La rougeole relève de l'infection bénigne si ses symptômes comme la fièvre et la toux sont traités à temps. Sinon, des maladies opportunistes - infections respiratoires ou diarrhées - profitent de la fragilité des malades. A Madagascar, où la moitié (47%) des enfants de moins de 5 ans souffre de malnutrition chronique, elles font des ravages. "Il est souvent dit que la malnutrition fait le lit de la rougeole", confirme le Dr Sodjinou. Le service de pédiatrie de l'hôpital militaire d'Antsiranana, au nord d'Anivorano, déborde d'enfants malnutris.
Infusion de bouse de vache
"Normalement, nous ne traitons ici qu'un cas de rougeole tous les deux mois", note son chef, le Dr Ravohavy Setriny Mahatsangy, "depuis décembre nous en sommes déjà à 444". Au banc des accusés, il cite "la promiscuité sociale, qui facilite la propagation de la maladie, le refus de se faire soigner dans un hôpital et les réticences à la vaccination". L'histoire de la plupart de ses patients illustre parfaitement les effets de ce cocktail dévastateur.
Voici par exemple Marie Lydia Zafisoa, 8 ans. "Sa mère a d'abord eu recours au tradipraticien qui a prescrit six bains par jour", s'attriste la tante de la victime, Bana Tombo. Faute de résultat, le père de la fillette l'a finalement conduite au centre de soins. "C'était trop tard, elle est décédée au cours de son transport", poursuit la tante.

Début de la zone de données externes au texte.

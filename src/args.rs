use clap::Parser;

/// This is an interactive program to vote for a set of options and draw random candidates.
#[derive(Parser, Debug, Clone)]
#[clap(author, version, about, long_about = None)]
pub struct Args {
    /// (file path, default food.json) The JSON file containing the options and the settings of the vote.
    /// For more information about the file format, read the manual of the weighted_voting crate.
    #[clap(short, long, value_parser, default_value = "food.json")]
    pub config: String,

    /// (number, optional) If specified, overrides the maximum number of choices per voter
    /// given by the `_max_choices` setting.
    #[clap(short, long, value_parser)]
    pub max_choices: Option<usize>,

    /// (number, optional) The seed of the random generator. Setting this option overrides the
    /// `_random_seed` setting. Without any seed, every run gives a different outcome.
    #[clap(short, long, value_parser)]
    pub seed: Option<u64>,

    /// (default 3) The maximum number of distinct candidates to draw.
    #[clap(long, value_parser)]
    pub candidates: Option<usize>,

    // Other arguments
    /// If passed as an argument, will turn on verbose logging to the standard error.
    #[clap(long, takes_value = false)]
    pub verbose: bool,
}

Le petit Adriano Luc Rakototsioharana, 7 mois, a eu plus de chance. Sa grand-mère Catherine a elle aussi épuisé tous les recours de la médecine traditionnelle avant de l'amener à l'hôpital. Très affaibli, il a survécu de justesse. Mais la cinquantenaire n'en démord pas. "Pour la rougeole, il faut faire une infusion de bouse de vache pour inhalation ou une tisane d'écorce de l'arbre lazalaza", assène-t-elle, inflexible, "ces remèdes ont fait leur preuve".
Mentalités
Les médecins l'avouent volontiers, ces certitudes compliquent singulièrement leur tâche. "On fait avec et on tente de les comprendre, c'est la culture", sourit le Dr Ravohavy, "changer la mentalité de la famille s'avère bien plus difficile que de traiter la rougeole". La frustration du corps médical se révèle d'autant plus grande que l'Etat malgache offre gratuitement la plupart des traitements contre les effets de la rougeole. "Mais la population préfère les tradipraticiens, qui conseillent souvent de refuser l'hospitalisation", déplore le représentant local du ministère de la Santé, le Dr Said Borohany, "et la majorité des villages se trouvent à des heures de route du plus proche centre de santé de base".
Reste la vaccination. A Madagascar, elle a longtemps péché par manque de moyens. Jusque-là, le plan local ne consistait qu'en une seule dose, alors que l'OMS en recommande deux. L'agence onusienne estime à 5,6 millions le nombre de doses nécessaires pour enrayer l'épidémie actuelle. Mais il manque encore 1,6 million de dollars pour boucler le budget de l'opération, estimé à 11,2 millions.
Fraîchement élu, le président malgache Andry Rajoelina a promis la vaccination de tous les enfants de 6 mois à 9 ans. "Notre objectif est d'éradiquer la rougeole", a-t-il claironné. Le combat s'annonce long et difficile. "Madagascar a mis en place une opération de vaccination de routine", se félicite le représentant de l'OMS, "mais cela reste insuffisant, surtout pour cibler les endroits très reculés du pays".